They landed with a heavy thud, arms and legs entangled. Embarrassing if the situation wasn’t so dire. The dagger clattered away. The blanket Michael—that son of a bitch—had covered her with made the journey with them, wrapped around her leg. Kheone kicked at it, suppressing the shiver threatening to begin at the base of her spine now the danger had passed.
The archangel she trusted had betrayed her, her age-old enemy saved her, and she had no time to figure out what any of it meant. Not if she wanted to live. On top of the pain that Kheone already felt, the fall knocked the wind out of her. She lay gasping on the cool, tiled floor in the oddly lit room.
“Oh, Christ, that hurt,” Shax said with a groan from where he had landed, right on top of her. He levered himself up to look her over. “Where are we?”
“Museum,” she wheezed. “Should be safe. Only Serel—”
God, it hurt to breathe.
“Are you okay?”
She nodded, finally taking in a deep breath. The pain in her body ebbed as oxygen flowed through her, replaced by pure rage.
“Get off.”
Kheone shoved Shax away, unable to bear having him so close. He sprawled on the floor, his expression hurt.
“What did I do?”
“What did you do?” Kheone stood, towering over him, and spewed out her anger. Even as she did so, she knew Shax didn’t deserve all of it. He was merely the closest target. “You lied to me. You betrayed me. You—”
“I saved your ass,” he said, rising from the floor. They stood toe-to-toe, his amber eyes snapping.
“I saved yours.”
Kheone jabbed him in the chest with a finger, the pain of the Rite forgotten in her anger. Shax grabbed her hand, and molten need swept over her still-sensitive skin, dousing her fury. His eyes flared, echoing her desire.
“You kissed Michael,” he said, soft and accusing.
“Michael kissed me.” Some of the heat left her voice.
“You wanted him to.”
“Yes, I did.”
Shax let go of her hand and turned his head, focusing on a point behind her. She missed his touch, though he stood within easy reach. A blanket of regret she wished to toss off fell over her heart.
“I don’t anymore,” she said. His gaze snapped back to hers. “You kissed me, too.”
“I did.”
“Why?”
“I’m a demon, Blue. Why not?”
Kheone grabbed his jacket with both hands and pulled him to her. No more lingering gazes, no more smoldering caresses. No more games. She had to know if what she felt was real. She had to know if he felt the same.

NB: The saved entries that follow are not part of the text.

//! Configuration management for ludusd.
//!
//! Loads settings from /etc/ludus/config.toml or uses defaults.

use serde::{Deserialize, Serialize};
use std::fs;
use std::path::{Path, PathBuf};
use tracing::{info, warn};

/// Config file path
pub const CONFIG_PATH: &str = "/etc/ludus/config.toml";

#[derive(Debug, Clone, Serialize, Deserialize)]
pub struct LudusConfig {
    /// Address the HTTP API binds to.
    #[serde(default = "default_bind_addr")]
    pub bind_addr: String,

    /// Directory holding the JSON store snapshots.
    #[serde(default = "default_data_dir")]
    pub data_dir: PathBuf,

    /// Authored game catalog (JSON list of entries).
    #[serde(default = "default_catalog_path")]
    pub catalog_path: PathBuf,

    /// Distinct games a free-plan learner may start per pillar.
    #[serde(default = "default_free_games_per_pillar")]
    pub free_games_per_pillar: u32,

    /// How many recent transactions the wallet endpoint returns.
    #[serde(default = "default_transactions_returned")]
    pub transactions_returned: usize,
}

fn default_bind_addr() -> String {
    "127.0.0.1:7440".to_string()
}

fn default_data_dir() -> PathBuf {
    PathBuf::from("/var/lib/ludus")
}

fn default_catalog_path() -> PathBuf {
    PathBuf::from("/var/lib/ludus/catalog.json")
}

fn default_free_games_per_pillar() -> u32 {
    5
}

fn default_transactions_returned() -> usize {
    50
}

impl Default for LudusConfig {
    fn default() -> Self {
        Self {
            bind_addr: default_bind_addr(),
            data_dir: default_data_dir(),
            catalog_path: default_catalog_path(),
            free_games_per_pillar: default_free_games_per_pillar(),
            transactions_returned: default_transactions_returned(),
        }
    }
}

impl LudusConfig {
    /// Load config from disk, falling back to defaults on any problem.
    pub fn load(path: &Path) -> Self {
        match fs::read_to_string(path) {
            Ok(content) => match toml::from_str(&content) {
                Ok(config) => {
                    info!("Loaded config from {}", path.display());
                    config
                }
                Err(e) => {
                    warn!("Failed to parse {}: {e}, using defaults", path.display());
                    Self::default()
                }
            },
            Err(_) => {
                info!("No config at {}, using defaults", path.display());
                Self::default()
            }
        }
    }
}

“Don’t give me garbage, Shax. Why?”
“Because,” he said, his liquid honey voice doing obscene things to her insides. “I thought I’d never see you again. And in all my life, the only thing I would ever regret was not kissing you.”
How in the nine spheres of Heaven had he given her the exact right answer? Desire washed over her, and she closed the last few inches between them. Kheone sealed her lips to his, dipping her tongue into his mouth. She tasted him in long, languorous strokes. Salty and spicy. Shax melted into her, his heat mingling with her own until every inch of her was on fire with wanting him. She tore the jacket off him and slid her hands under his shirt.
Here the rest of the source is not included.